Health Diagnostic Laboratory files for Chapter 11 bankruptcy
Two months after settling an investigation with the federal government that looked into Health Diagnostic Laboratory’s reimbursement practices, the blood testing lab filed for Chapter 11 bankruptcy on Sunday, listing the $49.5 million settlement with U.S. Department of Justice as it’s biggest debt.
Overall, the company said it has more than 200 creditors, with assets and liabilities both listed in the range of $100 to $500 million. Among its list of 30 largest debtors are two laboratories, owed more than $7 million, HDL co-founder and former CEO Tonya Mallory, $2.4 million; the city of Richmond, $454,809; and the Washington Redskins (a wellness partner), $250,000.
The attempt to restructure through bankruptcy what once had been one of Richmond’s fastest-growing companies came after the company had been working with consultants at New York-based Alvarez and Marsal (A&M). According to the filing, Martin McGahan, HDL’s recently appointed chief restructuring officer, and others have been advising HDL since the company was retained in November. McGahan, a managing director and co-head of A&M’s Healthcare Industry Group, said in the filing that he has been involved in major corporate restructuring projects throughout the U.S.
According to a source, Mallory’s former office – she resigned last September after the federal investigation became public — was turned into a “war room” for the advisors.
“While we regret the necessity of seeking protection under Chapter 11, it is the right path for us to take, and we see it as an opportunity to better position our company for continued growth and success while strengthening our finances – ensuring our viability as a company for decades to come,” HDL President and CEO Joseph McConnell said in a statement.
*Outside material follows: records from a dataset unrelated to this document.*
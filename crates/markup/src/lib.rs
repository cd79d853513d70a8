//! Manual markup.
//!
//! Parsing happens in two stages: [`Expander::expand`] applies the ordered
//! substitution passes and yields a tree of [`Fragment`]s, then [`linearize`]
//! flattens it into the sequence pagination consumes.

pub mod expander;
pub mod fragment;
pub mod linearize;
pub mod patterns;

pub use expander::{Expander, make_anchors};
pub use fragment::Fragment;
pub use linearize::{MAX_DEPTH, START_ANCHOR, flatten, linearize};

use folio_idf::{ContentNode, EntryData};
use folio_traits::LinkSink;

/// Expands and linearizes entry text in one step.
pub fn parse_entry(text: &str, data: &EntryData, links: &dyn LinkSink) -> Vec<ContentNode> {
    let tree = Expander::new(data, links).expand(text);
    linearize(tree, data)
}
McConnell said the fundamentals of HDL’s business model remain solid “and we are confident these actions will enable us to quickly restructure and emerge better positioned for continued growth and success. HDL Inc.’s operations are strong and demand for our high-quality diagnostic test products and services will continue to grow.”
HDL said in its petition filed in the U.S. Bankruptcy Court for the Eastern District of Virginia that revenues have fallen sharply since it came under scrutiny for its practice of paying doctors a $20 process and handling fee for each blood sample sent to the company. HDL discontinued the payments, which it called an industry-wide practice, after the government issued an alert in June 2014 that the fees could violate the federal anti-kickback laws. The controversy prompted a front-page story in the Wall Street Journal. HDL admitted no wrongdoing in agreeing to the settlement.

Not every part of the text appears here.